# AIM OF THE TASK
Copy out the entries that follow, exactly as written.

——————————

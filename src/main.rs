use anyhow::Context;
use clap::Parser;
use tracing_subscriber::EnvFilter;

use feedhound::cli::{Cli, Commands, DiscoverArgs, FetchArgs};
use feedhound::config::Config;
use feedhound::http::ReqwestClient;
use feedhound::services::{FetchService, SiteService};

fn main() {
    init_logging();

    if let Err(e) = run() {
        eprintln!("Error: {:#}", e);
        std::process::exit(1);
    }
}

fn init_logging() {
    let filter = EnvFilter::try_from_env("FEEDHOUND_LOG")
        .unwrap_or_else(|_| EnvFilter::new("feedhound=info"));
    tracing_subscriber::fmt()
        .with_env_filter(filter)
        .with_writer(std::io::stderr)
        .init();
}

fn run() -> anyhow::Result<()> {
    let cli = Cli::parse();

    // Load configuration
    let config = Config::from_env()?;
    let client = ReqwestClient::new(&config).context("building HTTP client")?;

    match cli.command {
        Commands::Discover(args) => cmd_discover(&args, client),
        Commands::Fetch(args) => cmd_fetch(&args, client),
    }
}

fn cmd_discover(args: &DiscoverArgs, client: ReqwestClient) -> anyhow::Result<()> {
    let service = SiteService::new(client);
    let options = args.options();

    let json = if args.site {
        serde_json::to_string_pretty(&service.inspect(&args.url, &options))?
    } else {
        serde_json::to_string_pretty(&service.discover(&args.url, &options))?
    };
    println!("{}", json);
    Ok(())
}

fn cmd_fetch(args: &FetchArgs, client: ReqwestClient) -> anyhow::Result<()> {
    let service = FetchService::new(client);
    let feed = service.fetch(&args.location, &args.options());

    println!("{}", serde_json::to_string_pretty(&feed)?);
    Ok(())
}
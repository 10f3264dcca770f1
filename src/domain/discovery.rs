use std::collections::BTreeMap;

use serde::{Deserialize, Serialize};

#[derive(Debug, Clone, PartialEq, Eq, Serialize, Deserialize)]
pub struct DiscoveredFeed {
    /// Absolute feed URL, ready to fetch.
    pub url: String,
    pub title: String,
}

#[derive(Debug, Clone, Copy, PartialEq, Eq, Serialize, Deserialize)]
#[serde(rename_all = "lowercase")]
pub enum DiscoveryErrorKind {
    /// DNS or connect failure; usually fixed by trying another scheme or host.
    Connection,
    General,
}

#[derive(Debug, Clone, PartialEq, Eq, Serialize, Deserialize)]
pub struct DiscoveryFailure {
    pub message: String,
    #[serde(rename = "error_type")]
    pub kind: DiscoveryErrorKind,
}

/// Feeds found for one page, keyed by canonical URL.
#[derive(Debug, Clone, Default, PartialEq, Eq, Serialize, Deserialize)]
pub struct DiscoveryResult {
    pub feeds: BTreeMap<String, DiscoveredFeed>,
    pub error: Option<DiscoveryFailure>,
}

impl DiscoveryResult {
    pub fn from_feeds(feeds: BTreeMap<String, DiscoveredFeed>) -> Self {
        Self { feeds, error: None }
    }

    pub fn failed(message: impl Into<String>, kind: DiscoveryErrorKind) -> Self {
        Self {
            feeds: BTreeMap::new(),
            error: Some(DiscoveryFailure {
                message: message.into(),
                kind,
            }),
        }
    }

    pub fn has_error(&self) -> bool {
        self.error.is_some()
    }

    pub fn is_empty(&self) -> bool {
        self.feeds.is_empty()
    }

    pub fn len(&self) -> usize {
        self.feeds.len()
    }

    pub fn get(&self, canonical: &str) -> Option<&DiscoveredFeed> {
        self.feeds.get(canonical)
    }

    pub fn title_for(&self, canonical: &str) -> Option<&str> {
        self.get(canonical).map(|feed| feed.title.as_str())
    }
}
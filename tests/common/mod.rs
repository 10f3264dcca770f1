#![allow(dead_code)]

use std::collections::HashMap;
use std::path::PathBuf;
use std::sync::Mutex;

use feedhound::http::{HttpClient, HttpResponse};
use feedhound::FeedhoundResult;

pub fn fixture_path(name: &str) -> PathBuf {
    PathBuf::from(env!("CARGO_MANIFEST_DIR"))
        .join("tests")
        .join("fixtures")
        .join(name)
}

pub fn fixture(name: &str) -> Vec<u8> {
    std::fs::read(fixture_path(name)).unwrap()
}

/// In-memory web: fixed responses per URL, 404 for everything else.
#[derive(Default)]
pub struct FakeWeb {
    responses: HashMap<String, HttpResponse>,
    gets: Mutex<Vec<String>>,
    heads: Mutex<Vec<String>>,
}

impl FakeWeb {
    pub fn new() -> Self {
        Self::default()
    }

    fn with(mut self, url: &str, status: u16, content_type: &str, body: &[u8]) -> Self {
        self.responses.insert(
            url.to_string(),
            HttpResponse {
                status,
                url: url.to_string(),
                content_type: Some(content_type.to_string()),
                content_length: Some(body.len() as u64),
                body: body.to_vec(),
                ..HttpResponse::default()
            },
        );
        self
    }

    pub fn html(self, url: &str, body: &str) -> Self {
        self.with(url, 200, "text/html; charset=utf-8", body.as_bytes())
    }

    pub fn feed(self, url: &str, body: &[u8]) -> Self {
        self.with(url, 200, "application/rss+xml", body)
    }

    pub fn redirect(mut self, url: &str, to: &str) -> Self {
        self.responses.insert(
            url.to_string(),
            HttpResponse {
                status: 301,
                url: url.to_string(),
                location: Some(to.to_string()),
                ..HttpResponse::default()
            },
        );
        self
    }

    pub fn get_count(&self, url: &str) -> usize {
        self.gets.lock().unwrap().iter().filter(|u| *u == url).count()
    }

    pub fn head_count(&self, url: &str) -> usize {
        self.heads.lock().unwrap().iter().filter(|u| *u == url).count()
    }

    pub fn total_gets(&self) -> usize {
        self.gets.lock().unwrap().len()
    }

    fn lookup(&self, url: &str) -> HttpResponse {
        self.responses.get(url).cloned().unwrap_or_else(|| HttpResponse {
            status: 404,
            url: url.to_string(),
            content_type: Some("text/html".to_string()),
            ..HttpResponse::default()
        })
    }
}

impl HttpClient for FakeWeb {
    fn get(&self, url: &str) -> FeedhoundResult<HttpResponse> {
        self.gets.lock().unwrap().push(url.to_string());
        let mut response = self.lookup(url);
        let mut hops = 0;
        while response.is_redirect() && hops < 10 {
            let target = response.location.clone().unwrap_or_default();
            response = self.lookup(&target);
            hops += 1;
        }
        Ok(response)
    }

    fn head(&self, url: &str) -> FeedhoundResult<HttpResponse> {
        self.heads.lock().unwrap().push(url.to_string());
        let mut response = self.lookup(url);
        response.body.clear();
        Ok(response)
    }
}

——————————

# RESPONSE BOX
filename src/main.rs
use anyhow::Context;
use clap::Parser;
use tracing_subscriber::EnvFilter;

use feedhound::cli::{Cli, Commands, DiscoverArgs, FetchArgs};
use feedhound::config::Config;
use feedhound::http::ReqwestClient;
use feedhound::services::{FetchService, SiteService};

fn main() {
    init_logging();

    if let Err(e) = run() {
        eprintln!("Error: {:#}", e);
        std::process::exit(1);
    }
}

fn init_logging() {
    let filter = EnvFilter::try_from_env("FEEDHOUND_LOG")
        .unwrap_or_else(|_| EnvFilter::new("feedhound=info"));
    tracing_subscriber::fmt()
        .with_env_filter(filter)
        .with_writer(std::io::stderr)
        .init();
}

fn run() -> anyhow::Result<()> {
    let cli = Cli::parse();

    // Load configuration
    let config = Config::from_env()?;
    let client = ReqwestClient::new(&config).context("building HTTP client")?;

    match cli.command {
        Commands::Discover(args) => cmd_discover(&args, client),
        Commands::Fetch(args) => cmd_fetch(&args, client),
    }
}

fn cmd_discover(args: &DiscoverArgs, client: ReqwestClient) -> anyhow::Result<()> {
    let service = SiteService::new(client);
    let options = args.options();

    let json = if args.site {
        serde_json::to_string_pretty(&service.inspect(&args.url, &options))?
    } else {
        serde_json::to_string_pretty(&service.discover(&args.url, &options))?
    };
    println!("{}", json);
    Ok(())
}

fn cmd_fetch(args: &FetchArgs, client: ReqwestClient) -> anyhow::Result<()> {
    let service = FetchService::new(client);
    let feed = service.fetch(&args.location, &args.options());

    println!("{}", serde_json::to_string_pretty(&feed)?);
    Ok(())
}
repository 10f3264dcca770f1
filename src/domain/discovery.rs
use std::collections::BTreeMap;

use serde::{Deserialize, Serialize};

#[derive(Debug, Clone, PartialEq, Eq, Serialize, Deserialize)]
pub struct DiscoveredFeed {
    /// Absolute feed URL, ready to fetch.
    pub url: String,
    pub title: String,
}

#[derive(Debug, Clone, Copy, PartialEq, Eq, Serialize, Deserialize)]
#[serde(rename_all = "lowercase")]
pub enum DiscoveryErrorKind {
    /// DNS or connect failure; usually fixed by trying another scheme or host.
    Connection,
    General,
}

#[derive(Debug, Clone, PartialEq, Eq, Serialize, Deserialize)]
pub struct DiscoveryFailure {
    pub message: String,
    #[serde(rename = "error_type")]
    pub kind: DiscoveryErrorKind,
}

/// Feeds found for one page, keyed by canonical URL.
#[derive(Debug, Clone, Default, PartialEq, Eq, Serialize, Deserialize)]
pub struct DiscoveryResult {
    pub feeds: BTreeMap<String, DiscoveredFeed>,
    pub error: Option<DiscoveryFailure>,
}

impl DiscoveryResult {
    pub fn from_feeds(feeds: BTreeMap<String, DiscoveredFeed>) -> Self {
        Self { feeds, error: None }
    }

    pub fn failed(message: impl Into<String>, kind: DiscoveryErrorKind) -> Self {
        Self {
            feeds: BTreeMap::new(),
            error: Some(DiscoveryFailure {
                message: message.into(),
                kind,
            }),
        }
    }

    pub fn has_error(&self) -> bool {
        self.error.is_some()
    }

    pub fn is_empty(&self) -> bool {
        self.feeds.is_empty()
    }

    pub fn len(&self) -> usize {
        self.feeds.len()
    }

    pub fn get(&self, canonical: &str) -> Option<&DiscoveredFeed> {
        self.feeds.get(canonical)
    }

    pub fn title_for(&self, canonical: &str) -> Option<&str> {
        self.get(canonical).map(|feed| feed.title.as_str())
    }
}
filename tests/common/mod.rs
repository 10f3264dcca770f1
#![allow(dead_code)]

use std::collections::HashMap;
use std::path::PathBuf;
use std::sync::Mutex;

use feedhound::http::{HttpClient, HttpResponse};
use feedhound::FeedhoundResult;

pub fn fixture_path(name: &str) -> PathBuf {
    PathBuf::from(env!("CARGO_MANIFEST_DIR"))
        .join("tests")
        .join("fixtures")
        .join(name)
}

pub fn fixture(name: &str) -> Vec<u8> {
    std::fs::read(fixture_path(name)).unwrap()
}

/// In-memory web: fixed responses per URL, 404 for everything else.
#[derive(Default)]
pub struct FakeWeb {
    responses: HashMap<String, HttpResponse>,
    gets: Mutex<Vec<String>>,
    heads: Mutex<Vec<String>>,
}

impl FakeWeb {
    pub fn new() -> Self {
        Self::default()
    }

    fn with(mut self, url: &str, status: u16, content_type: &str, body: &[u8]) -> Self {
        self.responses.insert(
            url.to_string(),
            HttpResponse {
                status,
                url: url.to_string(),
                content_type: Some(content_type.to_string()),
                content_length: Some(body.len() as u64),
                body: body.to_vec(),
                ..HttpResponse::default()
            },
        );
        self
    }

    pub fn html(self, url: &str, body: &str) -> Self {
        self.with(url, 200, "text/html; charset=utf-8", body.as_bytes())
    }

    pub fn feed(self, url: &str, body: &[u8]) -> Self {
        self.with(url, 200, "application/rss+xml", body)
    }

    pub fn redirect(mut self, url: &str, to: &str) -> Self {
        self.responses.insert(
            url.to_string(),
            HttpResponse {
                status: 301,
                url: url.to_string(),
                location: Some(to.to_string()),
                ..HttpResponse::default()
            },
        );
        self
    }

    pub fn get_count(&self, url: &str) -> usize {
        self.gets.lock().unwrap().iter().filter(|u| *u == url).count()
    }

    pub fn head_count(&self, url: &str) -> usize {
        self.heads.lock().unwrap().iter().filter(|u| *u == url).count()
    }

    pub fn total_gets(&self) -> usize {
        self.gets.lock().unwrap().len()
    }

    fn lookup(&self, url: &str) -> HttpResponse {
        self.responses.get(url).cloned().unwrap_or_else(|| HttpResponse {
            status: 404,
            url: url.to_string(),
            content_type: Some("text/html".to_string()),
            ..HttpResponse::default()
        })
    }
}

impl HttpClient for FakeWeb {
    fn get(&self, url: &str) -> FeedhoundResult<HttpResponse> {
        self.gets.lock().unwrap().push(url.to_string());
        let mut response = self.lookup(url);
        let mut hops = 0;
        while response.is_redirect() && hops < 10 {
            let target = response.location.clone().unwrap_or_default();
            response = self.lookup(&target);
            hops += 1;
        }
        Ok(response)
    }

    fn head(&self, url: &str) -> FeedhoundResult<HttpResponse> {
        self.heads.lock().unwrap().push(url.to_string());
        let mut response = self.lookup(url);
        response.body.clear();
        Ok(response)
    }
}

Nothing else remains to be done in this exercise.